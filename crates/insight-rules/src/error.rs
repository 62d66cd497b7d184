//! Errors raised while applying rules.

use serde_json::Value;

/// Structural failures that stop normalization of one descriptor.
#[derive(Debug, Clone, PartialEq, Eq, thiserror::Error)]
pub enum RuleError {
    /// The raw descriptor is not a JSON object.
    #[error("descriptor must be a JSON object, found {found}")]
    NotAnObject { found: &'static str },

    /// A rule tried to descend through a non-object value.
    #[error("cannot write into '{path}': existing value is not an object")]
    TargetNotObject { path: String },

    /// A rule tried to unshift into a non-array value.
    #[error("cannot unshift into '{path}': existing value is not an array")]
    TargetNotArray { path: String },

    /// A transform rejected the value it was given.
    #[error("invalid value for '{key}': {reason}")]
    InvalidValue { key: String, reason: String },
}

/// JSON type name of a value, for error messages.
pub fn value_kind(value: &Value) -> &'static str {
    match value {
        Value::Null => "null",
        Value::Bool(_) => "boolean",
        Value::Number(_) => "number",
        Value::String(_) => "string",
        Value::Array(_) => "array",
        Value::Object(_) => "object",
    }
}
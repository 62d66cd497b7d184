//! Options for one resolve call.

use crate::lookup::LookupPaths;
use crate::paths::resolve_path;
use insight_rules::RuleContext;
use std::collections::BTreeMap;
use std::path::{Path, PathBuf};

#[derive(Debug, Clone, PartialEq, Eq)]
pub struct InsightOptions {
    /// Prefix for relative paths. Absolute paths bypass it.
    pub root_path: Option<PathBuf>,
    /// Variables used to expand lookup templates. Copied before use.
    pub env: BTreeMap<String, String>,
    /// Follow bundled dependencies of discovered packages, not just the boot
    /// package.
    pub include_packages: bool,
    /// Treat a package reference whose target does not exist as a skip
    /// (with a warning) rather than an empty package entry.
    pub optional_packages: bool,
    /// Log the resolved program path at `info` level.
    pub debug: bool,
    pub lookup_paths: LookupPaths,
}

impl Default for InsightOptions {
    fn default() -> Self {
        Self {
            root_path: None,
            env: BTreeMap::new(),
            include_packages: false,
            optional_packages: true,
            debug: false,
            lookup_paths: LookupPaths::default(),
        }
    }
}

impl InsightOptions {
    pub fn new() -> Self {
        Self::default()
    }

    pub fn with_root_path(mut self, root_path: impl Into<PathBuf>) -> Self {
        self.root_path = Some(root_path.into());
        self
    }

    pub fn with_env(mut self, env: BTreeMap<String, String>) -> Self {
        self.env = env;
        self
    }

    pub fn with_var(mut self, name: impl Into<String>, value: impl Into<String>) -> Self {
        self.env.insert(name.into(), value.into());
        self
    }

    pub fn with_include_packages(mut self, include_packages: bool) -> Self {
        self.include_packages = include_packages;
        self
    }

    pub fn with_optional_packages(mut self, optional_packages: bool) -> Self {
        self.optional_packages = optional_packages;
        self
    }

    pub fn with_debug(mut self, debug: bool) -> Self {
        self.debug = debug;
        self
    }

    pub fn with_lookup_paths(mut self, lookup_paths: LookupPaths) -> Self {
        self.lookup_paths = lookup_paths;
        self
    }

    /// Resolve `path` against `root_path`.
    pub fn resolve(&self, path: impl AsRef<Path>) -> PathBuf {
        resolve_path(self.root_path.as_deref(), path.as_ref())
    }

    pub fn rule_context<'a>(&'a self, source_path: Option<&'a str>) -> RuleContext<'a> {
        RuleContext {
            source_path,
            root_path: self.root_path.as_deref(),
        }
    }
}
____
▶ _WHAT NEEDS TO BE DONE_
Copy, exactly and only, the lines above that begin with the one containing "for error messages." and finish with the one containing "empty package entry.".

▶ _RESPONSE BELOW_
/// JSON type name of a value, for error messages.
pub fn value_kind(value: &Value) -> &'static str {
    match value {
        Value::Null => "null",
        Value::Bool(_) => "boolean",
        Value::Number(_) => "number",
        Value::String(_) => "string",
        Value::Array(_) => "array",
        Value::Object(_) => "object",
    }
}
repository 62d66cd497b7d184
//! Options for one resolve call.

use crate::lookup::LookupPaths;
use crate::paths::resolve_path;
use insight_rules::RuleContext;
use std::collections::BTreeMap;
use std::path::{Path, PathBuf};

#[derive(Debug, Clone, PartialEq, Eq)]
pub struct InsightOptions {
    /// Prefix for relative paths. Absolute paths bypass it.
    pub root_path: Option<PathBuf>,
    /// Variables used to expand lookup templates. Copied before use.
    pub env: BTreeMap<String, String>,
    /// Follow bundled dependencies of discovered packages, not just the boot
    /// package.
    pub include_packages: bool,
    /// Treat a package reference whose target does not exist as a skip
    /// (with a warning) rather than an empty package entry.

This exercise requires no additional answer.